PROBLEM REQUIREMENTS —
Give the number of lines in this listing that hold "BossSkill". No other words belong in the reply.

RECORD EXTRACTS —
════════

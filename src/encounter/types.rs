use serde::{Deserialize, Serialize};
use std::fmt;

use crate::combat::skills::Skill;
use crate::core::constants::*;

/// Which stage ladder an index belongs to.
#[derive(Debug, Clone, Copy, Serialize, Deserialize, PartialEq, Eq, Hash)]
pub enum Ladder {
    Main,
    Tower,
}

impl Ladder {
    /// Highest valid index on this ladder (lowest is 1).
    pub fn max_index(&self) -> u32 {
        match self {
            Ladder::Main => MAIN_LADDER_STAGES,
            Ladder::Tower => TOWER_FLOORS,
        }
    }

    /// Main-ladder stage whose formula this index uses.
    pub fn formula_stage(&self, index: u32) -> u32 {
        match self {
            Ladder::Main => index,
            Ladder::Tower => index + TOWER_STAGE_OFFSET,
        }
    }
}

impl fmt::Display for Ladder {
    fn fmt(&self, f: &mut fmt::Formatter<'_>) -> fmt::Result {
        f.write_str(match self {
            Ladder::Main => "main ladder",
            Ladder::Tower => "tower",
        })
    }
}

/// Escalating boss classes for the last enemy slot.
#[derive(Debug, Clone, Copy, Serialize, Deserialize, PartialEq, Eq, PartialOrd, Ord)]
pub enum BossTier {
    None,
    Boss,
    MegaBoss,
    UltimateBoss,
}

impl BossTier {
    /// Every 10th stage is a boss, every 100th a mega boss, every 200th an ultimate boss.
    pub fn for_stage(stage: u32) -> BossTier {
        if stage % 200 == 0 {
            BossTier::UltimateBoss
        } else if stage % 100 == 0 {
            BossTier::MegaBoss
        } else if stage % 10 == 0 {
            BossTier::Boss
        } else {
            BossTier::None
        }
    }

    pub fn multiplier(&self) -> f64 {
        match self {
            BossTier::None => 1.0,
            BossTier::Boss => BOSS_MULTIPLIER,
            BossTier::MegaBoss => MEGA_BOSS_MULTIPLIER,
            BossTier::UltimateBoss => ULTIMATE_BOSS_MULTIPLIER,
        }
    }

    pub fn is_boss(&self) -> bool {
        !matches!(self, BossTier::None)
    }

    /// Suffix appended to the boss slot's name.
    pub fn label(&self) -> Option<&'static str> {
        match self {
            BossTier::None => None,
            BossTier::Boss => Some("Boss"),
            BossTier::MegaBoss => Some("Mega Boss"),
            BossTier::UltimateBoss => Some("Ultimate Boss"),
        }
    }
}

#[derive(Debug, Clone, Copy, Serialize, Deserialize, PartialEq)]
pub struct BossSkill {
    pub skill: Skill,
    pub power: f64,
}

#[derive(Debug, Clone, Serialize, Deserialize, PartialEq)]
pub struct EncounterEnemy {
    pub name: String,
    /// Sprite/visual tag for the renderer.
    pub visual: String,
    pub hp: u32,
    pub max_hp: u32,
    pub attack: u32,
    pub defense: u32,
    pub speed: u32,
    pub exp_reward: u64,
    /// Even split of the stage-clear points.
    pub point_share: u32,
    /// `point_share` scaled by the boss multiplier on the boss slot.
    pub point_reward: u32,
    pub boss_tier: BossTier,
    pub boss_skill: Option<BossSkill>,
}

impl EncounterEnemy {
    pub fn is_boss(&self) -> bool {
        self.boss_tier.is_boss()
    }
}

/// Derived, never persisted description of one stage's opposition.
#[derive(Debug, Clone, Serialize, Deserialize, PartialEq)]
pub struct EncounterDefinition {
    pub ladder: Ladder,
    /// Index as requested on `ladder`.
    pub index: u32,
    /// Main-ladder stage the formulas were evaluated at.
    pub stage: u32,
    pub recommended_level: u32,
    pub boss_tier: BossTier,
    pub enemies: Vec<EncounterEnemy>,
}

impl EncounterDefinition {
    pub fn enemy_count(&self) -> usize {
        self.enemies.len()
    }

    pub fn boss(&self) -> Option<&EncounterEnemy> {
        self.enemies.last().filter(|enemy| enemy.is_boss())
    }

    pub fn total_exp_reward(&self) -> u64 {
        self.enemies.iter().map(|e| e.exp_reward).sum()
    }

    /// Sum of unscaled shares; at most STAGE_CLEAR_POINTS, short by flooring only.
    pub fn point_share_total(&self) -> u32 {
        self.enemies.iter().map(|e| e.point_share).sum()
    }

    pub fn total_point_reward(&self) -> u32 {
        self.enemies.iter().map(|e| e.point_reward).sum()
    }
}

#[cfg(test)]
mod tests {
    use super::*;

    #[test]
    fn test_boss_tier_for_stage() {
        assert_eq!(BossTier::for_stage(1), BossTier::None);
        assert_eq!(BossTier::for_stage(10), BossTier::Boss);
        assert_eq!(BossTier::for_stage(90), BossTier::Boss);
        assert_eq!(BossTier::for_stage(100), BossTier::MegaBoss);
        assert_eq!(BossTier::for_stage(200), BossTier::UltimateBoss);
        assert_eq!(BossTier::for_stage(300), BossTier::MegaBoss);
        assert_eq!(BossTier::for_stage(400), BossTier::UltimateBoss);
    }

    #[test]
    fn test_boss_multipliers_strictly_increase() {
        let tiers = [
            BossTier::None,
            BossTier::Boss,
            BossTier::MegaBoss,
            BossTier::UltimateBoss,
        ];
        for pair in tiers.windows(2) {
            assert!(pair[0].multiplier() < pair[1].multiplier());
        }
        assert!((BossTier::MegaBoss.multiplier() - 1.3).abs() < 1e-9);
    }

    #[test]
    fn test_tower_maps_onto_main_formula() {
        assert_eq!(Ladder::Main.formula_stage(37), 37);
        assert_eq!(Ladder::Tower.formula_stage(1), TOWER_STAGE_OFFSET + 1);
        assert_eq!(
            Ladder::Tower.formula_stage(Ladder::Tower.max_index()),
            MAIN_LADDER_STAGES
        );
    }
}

════════

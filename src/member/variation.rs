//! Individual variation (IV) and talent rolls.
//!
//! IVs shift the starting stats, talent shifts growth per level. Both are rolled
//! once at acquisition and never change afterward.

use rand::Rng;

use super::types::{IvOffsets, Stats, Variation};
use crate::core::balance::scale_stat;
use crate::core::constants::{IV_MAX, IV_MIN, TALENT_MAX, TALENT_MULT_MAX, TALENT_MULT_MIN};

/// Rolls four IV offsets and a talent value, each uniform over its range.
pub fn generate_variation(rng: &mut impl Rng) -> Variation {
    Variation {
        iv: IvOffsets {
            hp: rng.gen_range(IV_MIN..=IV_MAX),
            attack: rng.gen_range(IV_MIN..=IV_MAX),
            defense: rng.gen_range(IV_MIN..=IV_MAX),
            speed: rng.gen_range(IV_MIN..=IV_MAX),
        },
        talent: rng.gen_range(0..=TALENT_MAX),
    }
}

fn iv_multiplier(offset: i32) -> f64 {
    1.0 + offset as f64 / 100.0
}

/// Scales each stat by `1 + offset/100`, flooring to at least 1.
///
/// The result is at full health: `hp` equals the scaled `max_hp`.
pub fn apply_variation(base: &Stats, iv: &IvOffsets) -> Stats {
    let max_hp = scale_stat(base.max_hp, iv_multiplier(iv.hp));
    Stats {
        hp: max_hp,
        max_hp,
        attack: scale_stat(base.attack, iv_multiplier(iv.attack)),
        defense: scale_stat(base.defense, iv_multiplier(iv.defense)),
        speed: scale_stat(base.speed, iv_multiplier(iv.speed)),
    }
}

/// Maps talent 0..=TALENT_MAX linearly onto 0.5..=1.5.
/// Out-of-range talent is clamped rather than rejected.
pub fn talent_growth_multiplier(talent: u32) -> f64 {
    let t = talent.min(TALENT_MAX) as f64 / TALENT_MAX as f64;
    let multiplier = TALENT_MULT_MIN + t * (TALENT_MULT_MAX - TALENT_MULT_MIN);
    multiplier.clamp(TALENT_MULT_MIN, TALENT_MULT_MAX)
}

════════

SOLUTION FOR THIS TASK —
2